# Old Theater revisited. Noob Help!



## WoodHammer (Jun 8, 2012)

Hello everyone,
I have been a long time lurker (years) but never joined. Well, I have a big enough project now that I think I really need help. My home theater is pretty modest. I have a six year old JVC 7.1 receiver (RX D212B) and Sony blue ray player (BDP-S550). My TV is a Samsung LN46B750, so nothing to impressive.
My speaker setup is an Optimus (Pro-SW200p) powered sub which from day one has always sounded pretty muddy. My mains are a pair of Dayton 3s that where my first real speaker build outside of plain old car trunk sub boxes. My center channel and surrounds are just off the shelf junk. 
A few years ago I built a small entertainment cabinet to house these specific items and it just takes up too much room. With the addition of a baby it’s just not working. The way our room is designed this is all housed in a corner, I know it stinks. I’m not good with drawling so here is my attempt.










13”x19” 
8” ceiling
My project is to create more floor space in the room and better access to the bookshelves and cabinets.
In the same location I was going to use a full motion wall mount to keep the TV in about the same place along with the center channel. The powered sub under the TV will be replaced with an end table powered sub unit I plan to build (<-wood worker). I’ll be moving my mains for use in another room and build a pair of the Overnight sensation MTM since they are smaller to mount either from the wall or possibly suspended from the ceiling. My dilemma is my surrounds. Looking at better receivers I’m torn between 5.1 or 7.1. My current 7.1 setup is not the best and with this room being on the smaller side am I over doing it with surrounds? Let remember that I’m a noob and not slam me for being unclear on something you might feel is a simple discission. Whatever the decision it will probably lead to building some Overnight sensation MT speakers. Please give me any input you have with either room setup speaker location or how if you were limited to this room you would obtain the best setup.
Thanks everyone!


----------



## WoodHammer (Jun 8, 2012)

Ok I added an image but not dice!......Post is really worthless without image....


----------



## DeuceTrinal (May 7, 2012)

In small difficult rooms like yours, 5.1 is usually the best bet. You just can't get good enough separation for 7.1 to be reasonable, unless you use it by yourself. What about having the TV on the left wall, with a couple of chairs in the same place as the current entertainment cabinet. Keep the big couch on the bottom wall, replace the round table with your sub table and put a chair next to it that can be pulled toward the fireplace for movies. Then you can use simple cheap mounts/stands for the tv, and use bookshelves if you want (easy to build) for rears.


----------



## phreak (Aug 16, 2010)

I agree with the 5.1 suggestion. Unless you are able to mount rears 2-3 feet or more behind the listening position they are a waste of effort. However, do not let that factor into receiver choice. No harm in buying a 7.2 AVR and only using 5 channels. You will end up with more reserve power and probably better processing.


----------



## wgmontgomery (Jun 9, 2011)

I concur that 5.1 is better than 7.1 if the room will not set-up for 7.1. You can try 6.1 (use 1 speaker for rears instead of 2); I was able to do a decent 7.1 set-up in my small room ONLY because I used dipoles for sides.

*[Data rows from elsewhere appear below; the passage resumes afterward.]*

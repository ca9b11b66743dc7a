use crate::{
    ast::BinaryOperator,
    interpreter::{evaluator::core::Context, value::core::Value},
};

impl Context<'_> {
    /// Evaluates `BOTH OF`, `EITHER OF` or `WON OF`.
    ///
    /// The operands are reduced to their truthiness; the result is a TROOF.
    ///
    /// # Parameters
    /// - `op`: The logical operator.
    /// - `left`: Left operand.
    /// - `right`: Right operand.
    #[must_use]
    pub(crate) fn eval_logic(op: BinaryOperator, left: &Value, right: &Value) -> Value {
        let (left, right) = (left.is_truthy(), right.is_truthy());

        Value::Troof(match op {
                         BinaryOperator::BothOf => left && right,
                         BinaryOperator::EitherOf => left || right,
                         _ => left ^ right,
                     })
    }
}
use std::rc::Rc;

/// Represents a literal value in the language.
///
/// `LiteralValue` covers every constant that can be written directly in
/// source code. It is used in the AST for literal expressions and for the
/// labels of switch cases.
#[derive(Debug, Clone, PartialEq)]
pub enum LiteralValue {
    /// The untyped `NOOB` value.
    Noob,
    /// `WIN` or `FAIL`.
    Troof(bool),
    /// A 64-bit signed integer literal.
    Numbr(i64),
    /// A 64-bit floating-point literal.
    Numbar(f64),
    /// A quoted string with its escapes already decoded.
    Yarn(String),
}

impl From<i64> for LiteralValue {
    fn from(value: i64) -> Self {
        Self::Numbr(value)
    }
}

impl From<f64> for LiteralValue {
    fn from(value: f64) -> Self {
        Self::Numbar(value)
    }
}

impl From<bool> for LiteralValue {
    fn from(value: bool) -> Self {
        Self::Troof(value)
    }
}

impl From<&str> for LiteralValue {
    fn from(value: &str) -> Self {
        Self::Yarn(value.to_string())
    }
}

impl std::fmt::Display for LiteralValue {
    fn fmt(&self, f: &mut std::fmt::Formatter<'_>) -> std::fmt::Result {
        match self {
            Self::Noob => write!(f, "NOOB"),
            Self::Troof(true) => write!(f, "WIN"),
            Self::Troof(false) => write!(f, "FAIL"),
            Self::Numbr(n) => write!(f, "{n}"),
            Self::Numbar(n) => write!(f, "{n:?}"),
            Self::Yarn(s) => write!(f, "{s:?}"),
        }
    }
}

/// The five type names usable in casts and typed declarations.
#[derive(Debug, Clone, Copy, PartialEq, Eq, Hash)]
pub enum ValueType {
    /// `NOOB`
    Noob,
    /// `TROOF`
    Troof,
    /// `NUMBR`
    Numbr,
    /// `NUMBAR`
    Numbar,
    /// `YARN`
    Yarn,
}

impl ValueType {
    /// Maps a type keyword to its type, or `None` for any other text.
    #[must_use]
    pub fn from_keyword(word: &str) -> Option<Self> {
        match word {
            "NOOB" => Some(Self::Noob),
            "TROOF" => Some(Self::Troof),
            "NUMBR" => Some(Self::Numbr),
            "NUMBAR" => Some(Self::Numbar),
            "YARN" => Some(Self::Yarn),
            _ => None,
        }
    }

    /// The keyword spelling of the type.
    #[must_use]
    pub const fn name(self) -> &'static str {
        match self {
            Self::Noob => "NOOB",
            Self::Troof => "TROOF",
            Self::Numbr => "NUMBR",
            Self::Numbar => "NUMBAR",
            Self::Yarn => "YARN",
        }
    }

    /// The value a `NOOB` becomes when cast to this type.
    #[must_use]
    pub const fn zero(self) -> LiteralValue {
        match self {
            Self::Noob => LiteralValue::Noob,
            Self::Troof => LiteralValue::Troof(false),
            Self::Numbr => LiteralValue::Numbr(0),
            Self::Numbar => LiteralValue::Numbar(0.0),
            Self::Yarn => LiteralValue::Yarn(String::new()),
        }
    }
}

/// An abstract syntax tree (AST) node representing an expression.
///
/// Every operator is written in prefix form, so the tree mirrors the source
/// order directly and needs no precedence table.
#[derive(Debug, Clone, PartialEq)]
pub enum Expr {
    /// A literal value.
    Literal {
        /// The constant value.
        value: LiteralValue,
        /// Line number in the source code.
        line:  usize,
    },
    /// Reference to a variable by name. `IT` is an ordinary variable here.
    Variable {
        /// Name of the variable.
        name: String,
        /// Line number in the source code.
        line: usize,
    },
    /// `NOT <expr>`
    Not {
        /// The operand expression.
        expr: Box<Self>,
        /// Line number in the source code.
        line: usize,
    },
    /// A two-operand operation such as `SUM OF x AN y`.
    BinaryOp {
        /// Left operand.
        left:  Box<Self>,
        /// The operator.
        op:    BinaryOperator,
        /// Right operand.
        right: Box<Self>,
        /// Line number in the source code.
        line:  usize,
    },
    /// An operation over any number of operands, such as `SMOOSH`.
    Variadic {
        /// The operator.
        op:       VariadicOperator,
        /// Operands in source order.
        operands: Vec<Self>,
        /// Line number in the source code.
        line:     usize,
    },
    /// `MAEK <expr> A <type>`
    Cast {
        /// The value being converted.
        expr:   Box<Self>,
        /// The requested type.
        target: ValueType,
        /// Line number in the source code.
        line:   usize,
    },
    /// `I IZ <name> YR <arg> AN YR <arg> MKAY`
    FunctionCall {
        /// Name of the function being called.
        name:      String,
        /// Arguments to the function.
        arguments: Vec<Self>,
        /// Line number in the source code.
        line:      usize,
    },
}

impl Expr {
    /// Line number of the expression.
    #[must_use]
    pub const fn line(&self) -> usize {
        match self {
            Self::Literal { line, .. }
            | Self::Variable { line, .. }
            | Self::Not { line, .. }
            | Self::BinaryOp { line, .. }
            | Self::Variadic { line, .. }
            | Self::Cast { line, .. }
            | Self::FunctionCall { line, .. } => *line,
        }
    }
}

/// Two-operand operators.
#[derive(Debug, Clone, Copy, PartialEq, Eq, Hash)]
pub enum BinaryOperator {
    /// `SUM OF`
    Sum,
    /// `DIFF OF`
    Diff,
    /// `PRODUKT OF`
    Produkt,
    /// `QUOSHUNT OF`
    Quoshunt,
    /// `MOD OF`
    Mod,
    /// `BIGGR OF`
    Biggr,
    /// `SMALLR OF`
    Smallr,
    /// `BOTH OF`
    BothOf,
    /// `EITHER OF`
    EitherOf,
    /// `WON OF`
    WonOf,
    /// `BOTH SAEM`
    BothSaem,
    /// `DIFFRINT`
    Diffrint,
}

impl BinaryOperator {
    /// Returns `true` for operators whose result is always a TROOF.
    #[must_use]
    pub const fn is_boolean(self) -> bool {
        matches!(self,
                 Self::BothOf | Self::EitherOf | Self::WonOf | Self::BothSaem | Self::Diffrint)
    }
}

/// Operators that take an open-ended operand list.
#[derive(Debug, Clone, Copy, PartialEq, Eq, Hash)]
pub enum VariadicOperator {
    /// `ALL OF`: logical and of every operand.
    AllOf,
    /// `ANY OF`: logical or of every operand.
    AnyOf,
    /// `SMOOSH`: string concatenation.
    Smoosh,
}

/// The construct a `GTFO` leaves, fixed when the program is parsed.
#[derive(Debug, Clone, Copy, PartialEq, Eq, Hash)]
pub enum BreakScope {
    /// Outside every block; resets `IT` to `NOOB`.
    Program,
    /// Inside a function body but no loop or switch; resets the call's `IT`
    /// to `NOOB` and the body carries on.
    Function,
    /// Inside a loop; ends the loop.
    Loop,
    /// Inside a switch case; ends the switch.
    Switch,
}

/// Update applied to a loop variable after every iteration.
#[derive(Debug, Clone, Copy, PartialEq, Eq, Hash)]
pub enum LoopOperation {
    /// `UPPIN`: add one.
    Uppin,
    /// `NERFIN`: subtract one.
    Nerfin,
}

/// The optional guard checked before each loop iteration.
#[derive(Debug, Clone, PartialEq)]
pub enum LoopCondition {
    /// `TIL <expr>`: keep going while the expression is falsy.
    Til(Expr),
    /// `WILE <expr>`: keep going while the expression is truthy.
    Wile(Expr),
}

/// A `MEBBE <expr>` arm of a conditional.
#[derive(Debug, Clone, PartialEq)]
pub struct GuardedBranch {
    /// The guard, evaluated into `IT`.
    pub condition: Expr,
    /// Statements run when the guard holds.
    pub body:      Vec<Statement>,
    /// Line of the `MEBBE` keyword.
    pub line:      usize,
}

/// An `OMG <literal>` arm of a switch.
#[derive(Debug, Clone, PartialEq)]
pub struct Case {
    /// The value compared against `IT`.
    pub literal: LiteralValue,
    /// Statements run when the case matches.
    pub body:    Vec<Statement>,
    /// Line of the `OMG` keyword.
    pub line:    usize,
}

/// A user-defined function.
///
/// Parameters are bound positionally in a fresh frame on every call.
#[derive(Debug, Clone, PartialEq)]
pub struct FunctionDef {
    /// Name of the function.
    pub name:   String,
    /// Parameter names in declaration order.
    pub params: Vec<String>,
    /// Function body.
    pub body:   Vec<Statement>,
    /// Line of the `HOW IZ I` keyword.
    pub line:   usize,
}

/// Represents a single statement in the language.
#[derive(Debug, Clone, PartialEq)]
pub enum Statement {
    /// `VISIBLE a AN b [!]`
    Print {
        /// Operands, concatenated without a separator.
        operands: Vec<Expr>,
        /// `false` when the line ends with `!`.
        newline:  bool,
        /// Line number in the source code.
        line:     usize,
    },
    /// `GIMMEH <name>`
    Input {
        /// The variable receiving the text.
        name: String,
        /// Line number in the source code.
        line: usize,
    },
    /// `I HAS A <name> [ITZ <expr>]` in the statement list.
    Declaration {
        /// Name of the new variable.
        name:  String,
        /// Initial value; `None` means `NOOB`.
        value: Option<Expr>,
        /// Line number in the source code.
        line:  usize,
    },
    /// `<name> R <expr>`
    Assignment {
        /// The variable being assigned.
        name:  String,
        /// The new value.
        value: Expr,
        /// Line number in the source code.
        line:  usize,
    },
    /// `<name> IS NOW A <type>`
    Cast {
        /// The variable being converted in place.
        name:   String,
        /// The requested type.
        target: ValueType,
        /// Line number in the source code.
        line:   usize,
    },
    /// A bare expression whose value is stored in `IT`.
    Expression {
        /// The expression.
        expr: Expr,
        /// Line number in the source code.
        line: usize,
    },
    /// `O RLY?` with its `YA RLY`, `MEBBE` and `NO WAI` arms.
    Conditional {
        /// Statements under `YA RLY`.
        then_branch: Vec<Statement>,
        /// `MEBBE` arms in source order.
        guards:      Vec<GuardedBranch>,
        /// Statements under `NO WAI`.
        else_branch: Option<Vec<Statement>>,
        /// Line number in the source code.
        line:        usize,
    },
    /// `WTF?` with its `OMG` and `OMGWTF` arms.
    Switch {
        /// Cases in source order.
        cases:   Vec<Case>,
        /// Statements under `OMGWTF`.
        default: Option<Vec<Statement>>,
        /// Line number in the source code.
        line:    usize,
    },
    /// `IM IN YR <label> ... IM OUTTA YR <label>`
    Loop {
        /// The loop label.
        label:     String,
        /// Variable update applied after each iteration.
        step:      Option<(LoopOperation, String)>,
        /// Guard checked before each iteration.
        condition: Option<LoopCondition>,
        /// Loop body.
        body:      Vec<Statement>,
        /// Line number in the source code.
        line:      usize,
    },
    /// `HOW IZ I ... IF U SAY SO`
    Function(Rc<FunctionDef>),
    /// `FOUND YR <expr>`
    Return {
        /// The returned value.
        value: Expr,
        /// Line number in the source code.
        line:  usize,
    },
    /// `GTFO`
    Break {
        /// The construct being left.
        scope: BreakScope,
        /// Line number in the source code.
        line:  usize,
    },
}

impl Statement {
    /// Line number of the statement.
    #[must_use]
    pub fn line(&self) -> usize {
        match self {
            Self::Print { line, .. }
            | Self::Input { line, .. }
            | Self::Declaration { line, .. }
            | Self::Assignment { line, .. }
            | Self::Cast { line, .. }
            | Self::Expression { line, .. }
            | Self::Conditional { line, .. }
            | Self::Switch { line, .. }
            | Self::Loop { line, .. }
            | Self::Return { line, .. }
            | Self::Break { line, .. } => *line,
            Self::Function(def) => def.line,
        }
    }
}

FWIW-5.1 really isn't a compromise; there ARE plenty of 7.1 channel discs, but 5.1 is still the most common format you will see on discs anyway.


----------



## WoodHammer (Jun 8, 2012)

OK, so after speaking with the wife I was reminded that this space has to double as a living room and play room outside of being our movie viewing area. I was approved to move forward with the over the fire place method. And here is what I have.










Also authorized were a new receiver, sub build, center channel build and main speaker build. A lot of this will have to wait until I get my bonus July 4th, so not to long away. 
Now my next problem is building main speakers that will play nice being on a book case. The shelves are large and deep so I don't know how that will affect the speakers that I plan to build performance. I was originally planning on building the MTM Overnight sensations (here)
Another big issue in order to fit on the shelves they will have to be on their side...ugh...nothing is ever simple. Do you think I should start a separate build thread for that project? The sub will be much easier to design.


----------



## hjones4841 (Jan 21, 2009)

There is not much discrete 7.1 content available. That said, the rears add a little ambience when you can have some space behind your main listening position. Looks like that will be a challenge for your layout. Good thing is that most any receiver you buy will have 7.1 capabilities in case you change your room arrangement. As to receiver brands, my favorite is Denon. Lots of good stuff out there from other brands as well. Just stay with a mainline brand (not something like Coby) and you will be fine.


----------